# ASSIGNED TASK
All entries should be output exactly as they stand.

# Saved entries
*** Begin section ***
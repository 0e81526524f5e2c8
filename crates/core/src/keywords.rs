// SPDX-License-Identifier: BUSL-1.1
// Copyright (c) 2026 Alfred Jean LLC

//! Keyword extraction shared by drift detection (spec §4.3.11, §4.8).

use std::collections::BTreeSet;

/// Standard small English stop-word list (spec §4.8 / §9 Open Question).
pub const STOP_WORDS: &[&str] = &[
    "a", "about", "after", "again", "all", "also", "an", "and", "any", "are", "as", "at", "be",
    "because", "been", "before", "being", "below", "between", "both", "but", "by", "can",
    "could", "did", "do", "does", "doing", "down", "during", "each", "few", "for", "from",
    "further", "had", "has", "have", "having", "he", "her", "here", "hers", "herself", "him",
    "himself", "his", "how", "i", "if", "in", "into", "is", "it", "its", "itself", "just", "me",
    "more", "most", "my", "myself", "no", "nor", "not", "now", "of", "off", "on", "once", "only",
    "or", "other", "our", "ours", "ourselves", "out", "over", "own", "same", "she", "should",
    "so", "some", "such", "than", "that", "the", "their", "theirs", "them", "themselves", "then",
    "there", "these", "they", "this", "those", "through", "to", "too", "under", "until", "up",
    "very", "was", "we", "were", "what", "when", "where", "which", "while", "who", "whom", "why",
    "will", "with", "would", "you", "your", "yours", "yourself", "yourselves",
];

/// Lowercase, strip punctuation, split on whitespace, drop stop words,
/// dedupe. An input with no surviving terms yields an empty set.
pub fn extract_keywords(text: &str) -> BTreeSet<String> {
    text.to_lowercase()
        .split_whitespace()
        .map(|word| word.trim_matches(|c: char| !c.is_alphanumeric()).to_string())
        .filter(|word| !word.is_empty() && !STOP_WORDS.contains(&word.as_str()))
        .collect()
}

/// Overlap ratio between two keyword sets: `|intersection| / |union|`.
/// An empty union yields `1.0` (no divergence can be measured).
pub fn overlap_ratio(a: &BTreeSet<String>, b: &BTreeSet<String>) -> f64 {
    let union: BTreeSet<&String> = a.union(b).collect();
    if union.is_empty() {
        return 1.0;
    }
    let intersection = a.intersection(b).count();
    intersection as f64 / union.len() as f64
}

/// First sentence of `text`, terminated by `.`, `!`, `?`, or newline.
/// If none of those appear, the whole (trimmed) text is the "sentence".
pub fn first_sentence(text: &str) -> String {
    let end = text
        .find(['.', '!', '?', '\n'])
        .map(|idx| idx)
        .unwrap_or(text.len());
    text[..end].trim().to_string()
}

/// Recognized pivot phrases that signal an intentional topic change
/// (spec §4.3.11, Glossary "Pivot phrase").
pub const PIVOT_PHRASES: &[&str] =
    &["now let's", "switch to", "next", "actually", "instead"];

/// Does `prompt` begin with a recognized pivot phrase (case-insensitive)?
pub fn starts_with_pivot_phrase(prompt: &str) -> bool {
    let lower = prompt.trim_start().to_lowercase();
    PIVOT_PHRASES.iter().any(|phrase| lower.starts_with(phrase))
}

#[cfg(test)]
#[path = "keywords_tests.rs"]
mod tests;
*** End section ***
# TASK RESPONSE
repository 0e81526524f5e2c8
filename crates/core/src/keywords.rs
// SPDX-License-Identifier: BUSL-1.1
// Copyright (c) 2026 Alfred Jean LLC

//! Keyword extraction shared by drift detection (spec §4.3.11, §4.8).

use std::collections::BTreeSet;

/// Standard small English stop-word list (spec §4.8 / §9 Open Question).
pub const STOP_WORDS: &[&str] = &[
    "a", "about", "after", "again", "all", "also", "an", "and", "any", "are", "as", "at", "be",
    "because", "been", "before", "being", "below", "between", "both", "but", "by", "can",
    "could", "did", "do", "does", "doing", "down", "during", "each", "few", "for", "from",
    "further", "had", "has", "have", "having", "he", "her", "here", "hers", "herself", "him",
    "himself", "his", "how", "i", "if", "in", "into", "is", "it", "its", "itself", "just", "me",
    "more", "most", "my", "myself", "no", "nor", "not", "now", "of", "off", "on", "once", "only",
    "or", "other", "our", "ours", "ourselves", "out", "over", "own", "same", "she", "should",
    "so", "some", "such", "than", "that", "the", "their", "theirs", "them", "themselves", "then",
    "there", "these", "they", "this", "those", "through", "to", "too", "under", "until", "up",
    "very", "was", "we", "were", "what", "when", "where", "which", "while", "who", "whom", "why",
    "will", "with", "would", "you", "your", "yours", "yourself", "yourselves",
];

/// Lowercase, strip punctuation, split on whitespace, drop stop words,
/// dedupe. An input with no surviving terms yields an empty set.
pub fn extract_keywords(text: &str) -> BTreeSet<String> {
    text.to_lowercase()
        .split_whitespace()
        .map(|word| word.trim_matches(|c: char| !c.is_alphanumeric()).to_string())
        .filter(|word| !word.is_empty() && !STOP_WORDS.contains(&word.as_str()))
        .collect()
}

/// Overlap ratio between two keyword sets: `|intersection| / |union|`.
/// An empty union yields `1.0` (no divergence can be measured).
pub fn overlap_ratio(a: &BTreeSet<String>, b: &BTreeSet<String>) -> f64 {
    let union: BTreeSet<&String> = a.union(b).collect();
    if union.is_empty() {
        return 1.0;
    }
    let intersection = a.intersection(b).count();
    intersection as f64 / union.len() as f64
}

/// First sentence of `text`, terminated by `.`, `!`, `?`, or newline.
/// If none of those appear, the whole (trimmed) text is the "sentence".
pub fn first_sentence(text: &str) -> String {
    let end = text
        .find(['.', '!', '?', '\n'])
        .map(|idx| idx)
        .unwrap_or(text.len());
    text[..end].trim().to_string()
}

/// Recognized pivot phrases that signal an intentional topic change
/// (spec §4.3.11, Glossary "Pivot phrase").
pub const PIVOT_PHRASES: &[&str] =
    &["now let's", "switch to", "next", "actually", "instead"];

/// Does `prompt` begin with a recognized pivot phrase (case-insensitive)?
pub fn starts_with_pivot_phrase(prompt: &str) -> bool {
    let lower = prompt.trim_start().to_lowercase();
    PIVOT_PHRASES.iter().any(|phrase| lower.starts_with(phrase))
}

#[cfg(test)]
#[path = "keywords_tests.rs"]
mod tests;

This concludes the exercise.